K_switch (Westinghouse). Fuel qualification: 12-24 months, $5-15M per reactor type. Contracts: 3-10+ years bilateral. 5 customers = 56% of uranium commitments; 5 customers = 53% of conversion commitments. VVER utilities have zero Western alternatives — switching impossibility. Named counterparty: Government of India, Department of Atomic Energy — 22M lbs over 9 years.

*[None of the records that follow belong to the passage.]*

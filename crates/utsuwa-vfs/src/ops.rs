//! VFS operations traits.
//!
//! [`Fs`] is the capability interface every backend implements: the
//! in-memory engine, the host filesystem, and the wrappers that decorate
//! another `Fs`. [`File`] is the open handle they hand out.
//!
//! Paths are interpreted as absolute. Errors always name the path exactly
//! as the caller passed it.

use std::fmt::Debug;
use std::io::{Read, Seek, Write};
use std::path::Path;
use std::time::SystemTime;

use crate::error::{ErrorKind, Op, VfsError, VfsResult, from_handle_io};
use crate::types::{FileAttr, FileMode, OpenFlags};

/// Mode given to files made by [`Fs::create`] and [`Fs::write_all`].
pub const DEFAULT_FILE_MODE: FileMode = FileMode::new(0o666);

/// Core VFS operations trait.
pub trait Fs: Send + Sync + Debug {
    /// Name of this backend, for diagnostics.
    fn name(&self) -> &str;

    // ========================================================================
    // Files
    // ========================================================================

    /// Create or truncate a file with mode 0o666, opened read-write.
    fn create(&self, path: &Path) -> VfsResult<Box<dyn File>>;

    /// Open a file read-only.
    fn open(&self, path: &Path) -> VfsResult<Box<dyn File>>;

    /// Open with explicit flags.
    ///
    /// `mode` only matters when a file is created, and only its permission
    /// bits are stored.
    fn open_file(&self, path: &Path, flags: OpenFlags, mode: FileMode)
    -> VfsResult<Box<dyn File>>;

    // ========================================================================
    // Directories
    // ========================================================================

    /// Create a single directory. The parent must exist.
    fn mkdir(&self, path: &Path, mode: FileMode) -> VfsResult<()>;

    /// Create a directory and every missing ancestor.
    fn mkdir_all(&self, path: &Path, mode: FileMode) -> VfsResult<()>;

    /// Metadata of a directory's immediate children, sorted by name.
    fn read_dir(&self, path: &Path) -> VfsResult<Vec<FileAttr>>;

    // ========================================================================
    // Tree mutation
    // ========================================================================

    /// Remove a file or an empty directory.
    fn remove(&self, path: &Path) -> VfsResult<()>;

    /// Remove a path and everything beneath it. Absent paths are not an error.
    fn remove_all(&self, path: &Path) -> VfsResult<()>;

    /// Move a file or directory subtree.
    fn rename(&self, old: &Path, new: &Path) -> VfsResult<()>;

    // ========================================================================
    // Metadata
    // ========================================================================

    fn stat(&self, path: &Path) -> VfsResult<FileAttr>;

    /// Replace permission bits. The type bit never changes.
    fn chmod(&self, path: &Path, mode: FileMode) -> VfsResult<()>;

    /// Set the modification time. Access time is accepted for interface
    /// compatibility; backends may ignore it.
    fn chtimes(&self, path: &Path, atime: SystemTime, mtime: SystemTime) -> VfsResult<()>;

    // ========================================================================
    // Convenience methods (default implementations)
    // ========================================================================

    /// Check if a path exists.
    fn exists(&self, path: &Path) -> bool {
        self.stat(path).is_ok()
    }

    /// Read entire file contents.
    fn read_all(&self, path: &Path) -> VfsResult<Vec<u8>> {
        let mut file = self.open(path)?;
        let mut data = Vec::new();
        file.read_to_end(&mut data)
            .map_err(|e| from_handle_io(Op::Read, path, e))?;
        file.close()?;
        Ok(data)
    }

    /// Write entire file contents, creating or truncating the file.
    fn write_all(&self, path: &Path, data: &[u8]) -> VfsResult<()> {
        let mut file = self.open_file(
            path,
            OpenFlags {
                read: false,
                ..OpenFlags::create_truncate()
            },
            DEFAULT_FILE_MODE,
        )?;
        file.write_all(data)
            .map_err(|e| from_handle_io(Op::Write, path, e))?;
        file.close()
    }
}

/// An open file handle.
///
/// Each handle has its own cursor. `Read`, `Write` and `Seek` report errors as
/// `std::io::Error`s carrying a [`VfsError`] payload.
pub trait File: Read + Write + Seek + Send + Debug {
    /// The path this handle was opened with.
    fn name(&self) -> &str;

    /// Metadata of the underlying entry.
    fn stat(&self) -> VfsResult<FileAttr>;

    /// Set the content length, zero-filling growth. The cursor stays put.
    fn truncate(&mut self, size: u64) -> VfsResult<()>;

    /// Read at `offset` without moving the cursor.
    fn read_at(&mut self, buf: &mut [u8], offset: u64) -> VfsResult<usize>;

    /// Write at `offset` without moving the cursor.
    fn write_at(&mut self, buf: &[u8], offset: u64) -> VfsResult<usize>;

    /// Release the handle. Every later call fails with `Closed`.
    fn close(&mut self) -> VfsResult<()>;
}

/// Error for a call on a handle that has already been closed.
pub(crate) fn closed(op: Op, name: &str) -> VfsError {
    VfsError::path(op, name, ErrorKind::Closed)
}
//! Shared setup for integration tests.

#![allow(dead_code)]

use std::path::Path;
use std::sync::Arc;

use tempfile::TempDir;
use tracing_subscriber::EnvFilter;
use utsuwa_vfs::{BasePathFs, Fs, MemoryFs, OsFs};

/// Route `tracing` output through the test harness. `RUST_LOG` picks the
/// level; safe to call from every test.
pub fn init_tracing() {
    let _ = tracing_subscriber::fmt()
        .with_env_filter(EnvFilter::from_default_env())
        .with_test_writer()
        .try_init();
}

pub fn p(path: &str) -> &Path {
    Path::new(path)
}

/// A backend under test. Keeps the scratch directory of host-backed
/// filesystems alive for as long as the backend is in use.
pub struct Backend {
    pub fs: Arc<dyn Fs>,
    _dir: Option<TempDir>,
}

impl Backend {
    pub fn memory() -> Self {
        Self {
            fs: Arc::new(MemoryFs::new()),
            _dir: None,
        }
    }

    /// The host filesystem confined to a fresh temporary directory.
    pub fn host() -> Self {
        let dir = TempDir::new().expect("create temp dir");
        let fs = BasePathFs::new(Arc::new(OsFs::new()), dir.path());
        Self {
            fs: Arc::new(fs),
            _dir: Some(dir),
        }
    }
}

/// Run `check` against every backend that should behave identically.
pub fn each_backend(check: impl Fn(&dyn Fs)) {
    init_tracing();
    for backend in [Backend::memory(), Backend::host()] {
        tracing::debug!(backend = backend.fs.name(), "running check");
        check(backend.fs.as_ref());
    }
}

K_reg (Westinghouse Technology). AP1000 = only Western large reactor with NRC Design Certification and 12 operating references. NRC certification for a new design takes 15-20 years. AP300 SMR leverages licensing via "design by reference." KEPCO settlement (Jan 2025): even KEPCO reactor exports generate Westinghouse revenue (IP toll + fuel fabrication).
Market structure:
| Metric | Value |
|---|---|
| Global uranium production | ≈164M lbs/yr |
| CCJ share | ≈15% (24M lbs on 100% basis) |
| Top 5 producers | 76% of world production |
| HHI (100% basis, KAP ≈41%) | >2,000 (highly concentrated) |
| Primary deficit | 15-20M lbs/yr, widening |
| 2025 long-term contracting | 116M lbs — "well short of replacement rate" |
Pipeline (Westinghouse new-build):
| Country | Reactors | Status |
|---|---|---|
| United States | 10-20 | $80B partnership at term sheet, 6 new risk factors |
| Poland | 6 | Dukovany active, revenue recognized |
| Bulgaria | 2 | Signed, BWXT MOU confirms |
| Ukraine | Up to 9 | Contracted, geopolitical risk |
| Canada (Bruce/Wesleyville) | 14 | Early stage |
| Korea | Multiple | KEPCO settlement opens exports |
| Middle East | Multiple | Exploratory |
Total pipeline: 40-60+ reactors. $400-600M EBITDA per reactor (CCJ 49% share). But: zero FIDs have occurred.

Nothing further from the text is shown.